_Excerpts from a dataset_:

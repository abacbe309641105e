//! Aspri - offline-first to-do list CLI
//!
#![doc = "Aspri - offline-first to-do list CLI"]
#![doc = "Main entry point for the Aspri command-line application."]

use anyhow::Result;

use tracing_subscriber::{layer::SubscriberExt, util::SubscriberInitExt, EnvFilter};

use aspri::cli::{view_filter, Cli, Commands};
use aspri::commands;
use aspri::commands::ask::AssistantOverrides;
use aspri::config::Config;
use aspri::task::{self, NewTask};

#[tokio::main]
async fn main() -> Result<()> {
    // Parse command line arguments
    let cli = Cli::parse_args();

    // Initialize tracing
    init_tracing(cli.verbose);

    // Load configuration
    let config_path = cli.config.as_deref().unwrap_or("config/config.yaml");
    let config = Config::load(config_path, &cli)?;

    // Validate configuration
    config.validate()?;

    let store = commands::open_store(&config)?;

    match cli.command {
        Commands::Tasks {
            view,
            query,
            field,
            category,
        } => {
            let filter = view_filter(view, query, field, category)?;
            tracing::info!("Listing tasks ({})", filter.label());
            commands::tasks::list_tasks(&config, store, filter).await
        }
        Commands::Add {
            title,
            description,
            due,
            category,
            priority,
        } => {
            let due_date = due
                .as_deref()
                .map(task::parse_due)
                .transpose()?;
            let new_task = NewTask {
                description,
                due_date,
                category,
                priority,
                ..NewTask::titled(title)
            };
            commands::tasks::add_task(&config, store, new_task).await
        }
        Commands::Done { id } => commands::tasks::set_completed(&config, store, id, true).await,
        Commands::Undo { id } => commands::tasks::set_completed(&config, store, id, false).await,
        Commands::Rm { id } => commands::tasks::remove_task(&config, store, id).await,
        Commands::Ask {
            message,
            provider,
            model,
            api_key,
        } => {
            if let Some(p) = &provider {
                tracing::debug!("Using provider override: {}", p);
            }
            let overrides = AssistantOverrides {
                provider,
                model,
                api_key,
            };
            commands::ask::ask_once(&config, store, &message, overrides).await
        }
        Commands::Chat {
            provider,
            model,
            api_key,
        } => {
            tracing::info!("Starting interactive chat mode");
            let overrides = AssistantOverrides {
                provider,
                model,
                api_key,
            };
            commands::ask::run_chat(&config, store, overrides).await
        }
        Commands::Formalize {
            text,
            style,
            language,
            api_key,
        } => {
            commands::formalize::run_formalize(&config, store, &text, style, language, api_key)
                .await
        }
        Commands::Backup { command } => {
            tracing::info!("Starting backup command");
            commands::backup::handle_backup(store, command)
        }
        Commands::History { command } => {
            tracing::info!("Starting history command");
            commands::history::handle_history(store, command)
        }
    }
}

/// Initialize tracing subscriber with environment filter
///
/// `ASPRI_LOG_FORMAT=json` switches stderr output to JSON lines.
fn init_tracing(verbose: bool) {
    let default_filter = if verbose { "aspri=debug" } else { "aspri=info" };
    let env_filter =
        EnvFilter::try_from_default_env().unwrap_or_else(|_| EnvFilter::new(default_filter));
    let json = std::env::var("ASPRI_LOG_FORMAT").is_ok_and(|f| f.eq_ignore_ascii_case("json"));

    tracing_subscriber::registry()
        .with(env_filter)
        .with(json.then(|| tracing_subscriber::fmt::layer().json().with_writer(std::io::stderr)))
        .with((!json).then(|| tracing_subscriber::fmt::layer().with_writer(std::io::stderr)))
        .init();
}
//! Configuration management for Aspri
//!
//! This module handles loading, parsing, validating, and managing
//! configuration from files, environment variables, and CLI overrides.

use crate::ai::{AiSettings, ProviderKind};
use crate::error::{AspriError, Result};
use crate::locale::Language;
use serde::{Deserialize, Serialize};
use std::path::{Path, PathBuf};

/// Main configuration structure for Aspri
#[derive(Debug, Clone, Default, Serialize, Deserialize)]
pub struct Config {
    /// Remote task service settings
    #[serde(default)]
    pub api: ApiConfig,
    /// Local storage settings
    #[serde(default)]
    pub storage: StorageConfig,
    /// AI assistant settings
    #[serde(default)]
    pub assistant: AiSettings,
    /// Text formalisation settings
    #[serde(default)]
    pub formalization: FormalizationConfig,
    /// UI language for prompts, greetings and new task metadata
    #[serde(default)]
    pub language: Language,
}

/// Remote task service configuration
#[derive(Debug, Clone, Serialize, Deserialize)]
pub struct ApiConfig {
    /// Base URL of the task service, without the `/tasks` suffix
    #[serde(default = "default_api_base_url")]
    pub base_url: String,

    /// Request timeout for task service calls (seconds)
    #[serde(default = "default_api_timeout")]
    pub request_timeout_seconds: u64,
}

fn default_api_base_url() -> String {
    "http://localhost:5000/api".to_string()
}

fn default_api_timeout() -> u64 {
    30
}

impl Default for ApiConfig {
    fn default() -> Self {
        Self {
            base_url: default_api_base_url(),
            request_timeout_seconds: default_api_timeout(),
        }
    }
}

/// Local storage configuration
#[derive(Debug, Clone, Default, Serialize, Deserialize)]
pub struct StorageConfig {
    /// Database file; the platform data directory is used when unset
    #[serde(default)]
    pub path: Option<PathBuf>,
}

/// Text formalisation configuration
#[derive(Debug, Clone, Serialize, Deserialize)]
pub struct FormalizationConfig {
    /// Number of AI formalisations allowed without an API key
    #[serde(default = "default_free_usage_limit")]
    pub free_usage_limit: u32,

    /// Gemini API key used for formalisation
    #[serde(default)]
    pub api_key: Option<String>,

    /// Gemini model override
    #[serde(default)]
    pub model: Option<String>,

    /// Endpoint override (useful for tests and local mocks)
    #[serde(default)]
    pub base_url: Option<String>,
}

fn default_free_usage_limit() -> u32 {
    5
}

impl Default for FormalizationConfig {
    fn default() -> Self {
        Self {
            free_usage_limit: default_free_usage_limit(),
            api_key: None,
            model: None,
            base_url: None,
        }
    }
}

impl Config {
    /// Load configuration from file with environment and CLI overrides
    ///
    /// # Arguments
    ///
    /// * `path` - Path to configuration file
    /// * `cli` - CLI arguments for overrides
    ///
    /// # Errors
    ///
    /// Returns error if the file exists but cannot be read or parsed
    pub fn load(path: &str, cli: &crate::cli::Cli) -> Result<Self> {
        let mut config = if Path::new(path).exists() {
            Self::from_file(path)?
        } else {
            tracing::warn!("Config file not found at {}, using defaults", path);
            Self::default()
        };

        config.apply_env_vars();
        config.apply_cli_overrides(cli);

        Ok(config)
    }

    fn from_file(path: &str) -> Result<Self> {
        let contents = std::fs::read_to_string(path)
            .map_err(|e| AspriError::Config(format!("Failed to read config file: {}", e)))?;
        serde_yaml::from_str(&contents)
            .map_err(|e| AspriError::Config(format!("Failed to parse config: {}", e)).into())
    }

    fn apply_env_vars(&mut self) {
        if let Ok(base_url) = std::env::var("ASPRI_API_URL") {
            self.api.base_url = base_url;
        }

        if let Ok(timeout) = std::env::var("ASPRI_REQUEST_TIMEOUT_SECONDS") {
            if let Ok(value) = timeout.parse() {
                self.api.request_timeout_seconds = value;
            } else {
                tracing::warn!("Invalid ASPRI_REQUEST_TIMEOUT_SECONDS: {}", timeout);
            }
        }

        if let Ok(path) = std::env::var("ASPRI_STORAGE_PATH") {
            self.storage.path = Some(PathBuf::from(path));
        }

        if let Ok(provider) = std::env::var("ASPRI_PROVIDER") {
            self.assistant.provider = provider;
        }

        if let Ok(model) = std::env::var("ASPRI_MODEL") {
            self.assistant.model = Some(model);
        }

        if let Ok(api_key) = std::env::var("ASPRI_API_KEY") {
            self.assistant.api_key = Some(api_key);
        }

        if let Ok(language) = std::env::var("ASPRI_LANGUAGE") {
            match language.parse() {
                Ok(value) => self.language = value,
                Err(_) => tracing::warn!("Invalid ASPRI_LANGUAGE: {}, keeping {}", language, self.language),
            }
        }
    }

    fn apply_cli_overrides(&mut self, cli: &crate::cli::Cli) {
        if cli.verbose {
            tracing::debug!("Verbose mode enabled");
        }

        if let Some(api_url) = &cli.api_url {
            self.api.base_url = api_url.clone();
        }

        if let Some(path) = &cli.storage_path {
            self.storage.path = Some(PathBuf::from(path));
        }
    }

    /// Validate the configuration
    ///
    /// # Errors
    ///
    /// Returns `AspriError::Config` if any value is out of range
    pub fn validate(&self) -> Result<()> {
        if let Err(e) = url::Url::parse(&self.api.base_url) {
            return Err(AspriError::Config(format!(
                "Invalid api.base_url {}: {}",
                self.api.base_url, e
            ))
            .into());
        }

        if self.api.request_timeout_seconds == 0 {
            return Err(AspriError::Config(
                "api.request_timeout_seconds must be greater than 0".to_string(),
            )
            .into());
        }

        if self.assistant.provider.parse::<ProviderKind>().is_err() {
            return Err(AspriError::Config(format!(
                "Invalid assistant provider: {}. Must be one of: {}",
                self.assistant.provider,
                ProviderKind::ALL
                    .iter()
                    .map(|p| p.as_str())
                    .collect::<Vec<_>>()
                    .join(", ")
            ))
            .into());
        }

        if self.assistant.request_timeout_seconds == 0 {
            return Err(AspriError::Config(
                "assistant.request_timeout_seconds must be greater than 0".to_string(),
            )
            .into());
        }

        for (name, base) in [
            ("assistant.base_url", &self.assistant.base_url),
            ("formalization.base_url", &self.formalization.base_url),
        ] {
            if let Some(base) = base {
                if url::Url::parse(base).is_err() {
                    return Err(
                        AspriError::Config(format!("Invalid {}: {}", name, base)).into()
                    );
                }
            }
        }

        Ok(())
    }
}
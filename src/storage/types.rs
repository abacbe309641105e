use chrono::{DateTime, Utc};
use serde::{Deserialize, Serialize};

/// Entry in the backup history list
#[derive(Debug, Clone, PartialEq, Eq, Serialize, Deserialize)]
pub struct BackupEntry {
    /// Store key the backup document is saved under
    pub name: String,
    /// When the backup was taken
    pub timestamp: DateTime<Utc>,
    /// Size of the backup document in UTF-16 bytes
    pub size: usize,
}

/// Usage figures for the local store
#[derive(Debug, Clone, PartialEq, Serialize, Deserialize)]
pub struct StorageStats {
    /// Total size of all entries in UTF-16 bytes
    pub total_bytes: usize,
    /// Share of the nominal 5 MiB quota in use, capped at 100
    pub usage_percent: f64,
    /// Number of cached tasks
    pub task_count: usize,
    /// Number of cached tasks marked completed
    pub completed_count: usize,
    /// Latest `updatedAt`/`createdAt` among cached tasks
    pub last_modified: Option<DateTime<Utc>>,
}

_TASK REQUIREMENTS_: If a line comes after the one containing "let config = Config::load(config_path, &cli)?;", leave it out; set down every line of the data before it, and that line itself, exactly.

_SOLVED PROBLEM_:
repository abacbe309641105e
//! Aspri - offline-first to-do list CLI
//!
#![doc = "Aspri - offline-first to-do list CLI"]
#![doc = "Main entry point for the Aspri command-line application."]

use anyhow::Result;

use tracing_subscriber::{layer::SubscriberExt, util::SubscriberInitExt, EnvFilter};

use aspri::cli::{view_filter, Cli, Commands};
use aspri::commands;
use aspri::commands::ask::AssistantOverrides;
use aspri::config::Config;
use aspri::task::{self, NewTask};

#[tokio::main]
async fn main() -> Result<()> {
    // Parse command line arguments
    let cli = Cli::parse_args();

    // Initialize tracing
    init_tracing(cli.verbose);

    // Load configuration
    let config_path = cli.config.as_deref().unwrap_or("config/config.yaml");
    let config = Config::load(config_path, &cli)?;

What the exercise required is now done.